*Exercise brief:* All lines in the records below with the word "unknown" must be returned.

*Information supplied:*
..............................
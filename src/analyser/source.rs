//! Works out which participant a capture belongs to.
use std::collections::BTreeMap;
use std::net::{IpAddr, Ipv4Addr, Ipv6Addr};

use super::containers::{CaptureSource, MacAddr, SessionBin};

/// RFC1918 and link-local IPv4, unique-local and link-local IPv6.
pub fn is_private(ip: &IpAddr) -> bool {
    match ip {
        IpAddr::V4(v4) => is_private_v4(v4),
        IpAddr::V6(v6) => match v6.to_ipv4_mapped() {
            Some(v4) => is_private_v4(&v4),
            None => is_private_v6(v6),
        },
    }
}

fn is_private_v4(ip: &Ipv4Addr) -> bool {
    ip.is_private() || ip.is_link_local()
}

fn is_private_v6(ip: &Ipv6Addr) -> bool {
    let first = ip.segments()[0];
    (first & 0xfe00) == 0xfc00 || (first & 0xffc0) == 0xfe80
}

/// Majority vote over `ip-mac` pairs seen on either side of every flow.
///
/// Unless `include_all` is set only private participants are counted. Ties go to the pair
/// that sorts first. Returns [CaptureSource::unknown] when nothing was counted.
pub fn resolve_source(bins: &[SessionBin], include_all: bool) -> CaptureSource {
    let mut counts: BTreeMap<String, (usize, CaptureSource)> = BTreeMap::new();

    for bin in bins {
        for flow in bin.flows() {
            let (first_mac, second_mac) = flow.macs();
            let sides: [(IpAddr, MacAddr); 2] = [
                (flow.key.first.address, first_mac),
                (flow.key.second.address, second_mac),
            ];

            for (ip, mac) in sides {
                if !include_all && !is_private(&ip) {
                    continue;
                }
                let candidate = CaptureSource { ip, mac };
                counts
                    .entry(candidate.to_string())
                    .or_insert((0, candidate))
                    .0 += 1;
            }
        }
    }

    let mut best: Option<(usize, CaptureSource)> = None;
    for (count, candidate) in counts.into_values() {
        if best.map_or(true, |(top, _)| count > top) {
            best = Some((count, candidate));
        }
    }

    match best {
        Some((count, source)) => {
            log::info!("Resolved capture source {source} ({count} occurrences)");
            source
        }
        None => {
            log::warn!("No private participants found, capture source unknown");
            CaptureSource::unknown()
        }
    }
}
use clap::{ArgAction, Parser};
use netsession::analyser::core::{analyse_captures, update_running, CaptureReport};
use netsession::analyser::store::{MemoryStore, RepresentationUpdater};
use netsession::analyser::utils::TsharkSource;
use netsession::config::{AddressType, PipelineConfig, DEFAULT_MAX_PORT, DEFAULT_THRESHOLD_TIME, DEFAULT_TIME_CONSTANT};
use netsession::ui::output;
use std::fs;
use std::path::{Path, PathBuf};
use std::process::ExitCode;

/// netsession rebuilds flow sessions from packet captures and turns them into feature vectors
#[derive(Parser, Debug)]
#[command(author, version, about, long_about = None)]
struct Args {
    /// pcap/pcapng files to analyze
    #[arg(short = 'f', long = "file", required = true, num_args = 1.., value_parser)]
    files: Vec<PathBuf>,

    /// Seconds per session bin, whole capture in one bin if omitted
    #[arg(short, long, value_parser)]
    duration: Option<f64>,

    /// Warm-up window in seconds, flows first seen inside it are ignored
    #[arg(short, long, default_value_t = DEFAULT_THRESHOLD_TIME, value_parser)]
    threshold: f64,

    /// Highest port tracked in the feature vector
    #[arg(short = 'p', long, default_value_t = DEFAULT_MAX_PORT, value_parser)]
    max_port: u16,

    /// EMA time constant in seconds
    #[arg(short = 'c', long, default_value_t = DEFAULT_TIME_CONSTANT, value_parser)]
    time_constant: f64,

    /// Identify the capture source by mac or ip
    #[arg(short, long, default_value = "mac", value_parser = parse_address_type)]
    address_type: AddressType,

    /// Count public participants when resolving the capture source
    #[arg(long, action = ArgAction::SetTrue)]
    all_sessions: bool,

    /// Number of captures processed in parallel
    #[arg(short, long, default_value_t = 4, value_parser)]
    workers: usize,

    /// Seconds before a tshark run is killed
    #[arg(long, default_value_t = 300, value_parser)]
    timeout: u64,

    /// JSON file holding running representations, fused into and saved back after the run
    #[arg(short = 's', long, value_parser)]
    state: Option<PathBuf>,

    /// Directory to write per-capture JSON reports
    #[arg(short = 'o', long, value_parser)]
    output_dir: Option<PathBuf>,

    /// Display output as formatted JSON
    #[arg(short = 'j', long, action = ArgAction::SetTrue)]
    json: bool,
}

fn parse_address_type(s: &str) -> Result<AddressType, String> {
    s.parse().map_err(|e: netsession::Error| e.to_string())
}

/// Fuses every valid report into the stored running state, in input order.
fn carry_running_state(path: &Path, reports: &[CaptureReport], time_constant: f64) -> netsession::Result<()> {
    let updater = RepresentationUpdater::new(MemoryStore::load(path)?, time_constant);
    for report in reports {
        if let Some(state) = update_running(&updater, report)? {
            log::info!(
                "Running state for {} now at t={}",
                report.source_address.as_deref().unwrap_or("-"),
                state.timestamp
            );
        }
    }
    updater.store().save(path)
}

fn main() -> ExitCode {
    if let Err(e) = simple_logger::init_with_env() {
        eprintln!("Could not initialise logging: {e}");
    }

    let args = Args::parse();

    let config = PipelineConfig {
        duration: args.duration,
        threshold_time: args.threshold,
        max_port: args.max_port,
        time_constant: args.time_constant,
        address_type: args.address_type,
        include_all_sessions: args.all_sessions,
        workers: args.workers,
        dissector_timeout_secs: args.timeout,
    };

    if let Some(out_dir) = args.output_dir.as_deref() {
        log::info!("Output directory {}", out_dir.display());
        if let Err(e) = fs::create_dir_all(out_dir) {
            log::error!("Cannot create {}: {e}", out_dir.display());
            return ExitCode::FAILURE;
        }
    } else {
        log::warn!("No output directory specified.");
    }

    let source = TsharkSource::new(config.dissector_timeout());
    let reports = match analyse_captures(&args.files, &config, &source) {
        Ok(reports) => reports,
        Err(e) => {
            log::error!("{e}");
            return ExitCode::FAILURE;
        }
    };

    if let Some(state_path) = args.state.as_deref() {
        if let Err(e) = carry_running_state(state_path, &reports, config.time_constant) {
            log::error!("Could not update running state in {}: {e}", state_path.display());
        }
    }

    // ---- Output ----
    if args.json {
        match output::data_as_json(&reports) {
            Ok(json) => println!("{json}"),
            Err(e) => log::error!("Could not serialise reports: {e}"),
        }
    } else {
        output::print_results(&reports);
    }

    if let Some(out_dir) = args.output_dir.as_deref() {
        for report in &reports {
            if let Err(e) = output::report_to_file(report, out_dir) {
                log::error!("Could not write report for {}: {e}", report.file.display());
            }
        }
    }

    if reports.iter().any(|r| r.valid) {
        ExitCode::SUCCESS
    } else {
        ExitCode::FAILURE
    }
}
..............................
*Response:*
/// that sorts first. Returns [CaptureSource::unknown] when nothing was counted.
            log::warn!("No private participants found, capture source unknown");
            CaptureSource::unknown()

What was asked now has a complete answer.